[Saved data entries]
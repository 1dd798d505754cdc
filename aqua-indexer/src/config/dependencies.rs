//! Dependency initialization and wiring for the aqua indexer.

use std::sync::Arc;

use tracing::info;

use crate::config::Settings;
use crate::IndexingError;
use aqua_indexer_pipeline::{Dispatcher, IndexProvisioner, Orchestrator};
use aqua_indexer_repository::{OpenSearchClient, SearchEngineClient};

/// Container for all initialized dependencies.
pub struct Dependencies {
    /// The configured orchestrator ready to run.
    pub orchestrator: Orchestrator,
}

impl Dependencies {
    /// Initialize all dependencies from validated settings.
    ///
    /// No request is sent here: connectivity problems surface when the run
    /// provisions the index.
    pub fn new(settings: Settings) -> Result<Self, IndexingError> {
        info!(
            url = %settings.client.url,
            index = %settings.client.index_name,
            csv = %settings.source.path().display(),
            concurrency = settings.dispatcher.concurrency,
            authenticated = settings.client.api_key.is_some(),
            "Initializing dependencies"
        );

        let search_client = OpenSearchClient::new(settings.client)?;
        let client: Arc<dyn SearchEngineClient> = Arc::new(search_client);

        let provisioner = IndexProvisioner::new(Arc::clone(&client));
        let dispatcher = Dispatcher::with_config(client, settings.dispatcher);

        let orchestrator = Orchestrator::with_config(
            provisioner,
            settings.source,
            dispatcher,
            settings.orchestrator,
        );

        Ok(Self { orchestrator })
    }
}

#[cfg(test)]
mod tests {
    use super::*;
    use aqua_indexer_pipeline::{DispatcherConfig, OrchestratorConfig, RecordSource, RunState};
    use aqua_indexer_repository::ClientConfig;

    fn settings(url: &str) -> Settings {
        Settings {
            client: ClientConfig::new(url, "iot-fishdata"),
            source: RecordSource::new("data.csv"),
            dispatcher: DispatcherConfig::default(),
            orchestrator: OrchestratorConfig::default(),
        }
    }

    #[test]
    fn test_wires_an_idle_orchestrator() {
        let deps = Dependencies::new(settings("http://localhost:9200")).unwrap();

        assert_eq!(deps.orchestrator.state(), RunState::Idle);
    }

    #[test]
    fn test_invalid_url_is_a_search_error() {
        let result = Dependencies::new(settings("not a url"));

        assert!(matches!(result, Err(IndexingError::SearchError(_))));
    }
}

__What is being asked__
A faithful copy is required of the lines from the one with "fn settings(url: &str)" through the last line of the data; please add nothing.

__Answer to this problem__
    fn settings(url: &str) -> Settings {
        Settings {
            client: ClientConfig::new(url, "iot-fishdata"),
            source: RecordSource::new("data.csv"),
            dispatcher: DispatcherConfig::default(),
            orchestrator: OrchestratorConfig::default(),
        }
    }

    #[test]
    fn test_wires_an_idle_orchestrator() {
        let deps = Dependencies::new(settings("http://localhost:9200")).unwrap();

        assert_eq!(deps.orchestrator.state(), RunState::Idle);
    }

    #[test]
    fn test_invalid_url_is_a_search_error() {
        let result = Dependencies::new(settings("not a url"));

        assert!(matches!(result, Err(IndexingError::SearchError(_))));
    }
}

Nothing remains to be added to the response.